Collected data:
──────

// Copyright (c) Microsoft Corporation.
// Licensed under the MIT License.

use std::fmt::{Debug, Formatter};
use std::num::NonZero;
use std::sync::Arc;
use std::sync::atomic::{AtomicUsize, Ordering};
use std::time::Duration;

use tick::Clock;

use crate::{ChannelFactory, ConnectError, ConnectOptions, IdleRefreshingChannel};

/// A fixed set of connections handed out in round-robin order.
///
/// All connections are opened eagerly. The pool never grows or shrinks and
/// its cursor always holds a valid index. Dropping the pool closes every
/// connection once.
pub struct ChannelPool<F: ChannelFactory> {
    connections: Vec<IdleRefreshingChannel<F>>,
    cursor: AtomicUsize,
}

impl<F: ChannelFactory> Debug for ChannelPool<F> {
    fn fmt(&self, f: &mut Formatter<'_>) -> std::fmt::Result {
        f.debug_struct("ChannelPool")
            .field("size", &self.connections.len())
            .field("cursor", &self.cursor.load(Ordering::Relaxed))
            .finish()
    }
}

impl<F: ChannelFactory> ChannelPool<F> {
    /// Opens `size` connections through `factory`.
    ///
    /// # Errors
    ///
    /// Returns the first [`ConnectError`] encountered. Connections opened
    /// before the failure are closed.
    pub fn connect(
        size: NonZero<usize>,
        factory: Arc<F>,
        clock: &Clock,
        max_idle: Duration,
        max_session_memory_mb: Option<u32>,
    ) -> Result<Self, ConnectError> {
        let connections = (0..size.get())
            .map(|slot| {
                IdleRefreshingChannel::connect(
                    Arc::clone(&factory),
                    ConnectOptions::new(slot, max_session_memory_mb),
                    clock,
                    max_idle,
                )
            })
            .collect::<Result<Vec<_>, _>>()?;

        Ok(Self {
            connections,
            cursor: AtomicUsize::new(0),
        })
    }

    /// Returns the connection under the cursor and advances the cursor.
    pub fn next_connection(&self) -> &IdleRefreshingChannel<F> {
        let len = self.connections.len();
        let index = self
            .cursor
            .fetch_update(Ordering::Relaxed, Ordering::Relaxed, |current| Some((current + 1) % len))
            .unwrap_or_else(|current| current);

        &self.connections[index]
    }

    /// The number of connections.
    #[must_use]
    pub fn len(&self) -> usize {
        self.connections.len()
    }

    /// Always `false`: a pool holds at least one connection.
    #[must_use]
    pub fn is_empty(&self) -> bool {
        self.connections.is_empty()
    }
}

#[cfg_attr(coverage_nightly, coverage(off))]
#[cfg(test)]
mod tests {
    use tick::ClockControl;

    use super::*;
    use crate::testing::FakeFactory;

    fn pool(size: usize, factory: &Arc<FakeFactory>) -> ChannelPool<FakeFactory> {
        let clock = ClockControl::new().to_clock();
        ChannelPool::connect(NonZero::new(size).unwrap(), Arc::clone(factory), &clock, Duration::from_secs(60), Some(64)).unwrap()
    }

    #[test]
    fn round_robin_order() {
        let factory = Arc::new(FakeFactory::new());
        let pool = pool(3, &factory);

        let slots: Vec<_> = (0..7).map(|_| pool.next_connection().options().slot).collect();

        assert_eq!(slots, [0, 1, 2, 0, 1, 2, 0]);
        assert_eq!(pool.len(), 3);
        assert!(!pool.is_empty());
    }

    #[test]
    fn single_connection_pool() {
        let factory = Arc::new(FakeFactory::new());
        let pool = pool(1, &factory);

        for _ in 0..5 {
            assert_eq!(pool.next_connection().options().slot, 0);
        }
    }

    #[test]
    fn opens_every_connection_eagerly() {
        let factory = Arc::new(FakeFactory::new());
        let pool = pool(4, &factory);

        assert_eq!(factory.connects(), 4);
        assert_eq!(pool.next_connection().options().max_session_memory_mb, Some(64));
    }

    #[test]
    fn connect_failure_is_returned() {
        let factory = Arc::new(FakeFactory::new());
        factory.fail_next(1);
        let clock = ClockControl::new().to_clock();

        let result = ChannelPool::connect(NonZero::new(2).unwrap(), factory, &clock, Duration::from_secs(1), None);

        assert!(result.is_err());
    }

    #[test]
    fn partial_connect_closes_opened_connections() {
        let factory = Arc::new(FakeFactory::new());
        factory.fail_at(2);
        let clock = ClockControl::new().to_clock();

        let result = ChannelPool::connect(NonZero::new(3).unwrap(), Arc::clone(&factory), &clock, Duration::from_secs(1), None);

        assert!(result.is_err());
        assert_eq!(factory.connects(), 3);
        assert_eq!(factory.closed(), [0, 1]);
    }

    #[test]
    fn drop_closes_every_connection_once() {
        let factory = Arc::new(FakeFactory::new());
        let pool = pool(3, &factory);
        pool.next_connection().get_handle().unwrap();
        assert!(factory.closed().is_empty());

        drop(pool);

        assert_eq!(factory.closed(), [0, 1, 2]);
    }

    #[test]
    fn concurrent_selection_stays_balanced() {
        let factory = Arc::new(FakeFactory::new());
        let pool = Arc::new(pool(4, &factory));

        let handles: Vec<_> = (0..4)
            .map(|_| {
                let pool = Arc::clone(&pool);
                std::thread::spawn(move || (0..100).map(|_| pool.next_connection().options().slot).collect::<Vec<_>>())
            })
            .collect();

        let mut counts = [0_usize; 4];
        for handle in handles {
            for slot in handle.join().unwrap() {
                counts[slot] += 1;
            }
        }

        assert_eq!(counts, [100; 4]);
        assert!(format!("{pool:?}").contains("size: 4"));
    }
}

──────

▶ TASK BRIEF
Using the entries above, return each line in which the word "ChannelFactory" occurs.

▶ RESULT
use crate::{ChannelFactory, ConnectError, ConnectOptions, IdleRefreshingChannel};
pub struct ChannelPool<F: ChannelFactory> {
impl<F: ChannelFactory> Debug for ChannelPool<F> {
impl<F: ChannelFactory> ChannelPool<F> {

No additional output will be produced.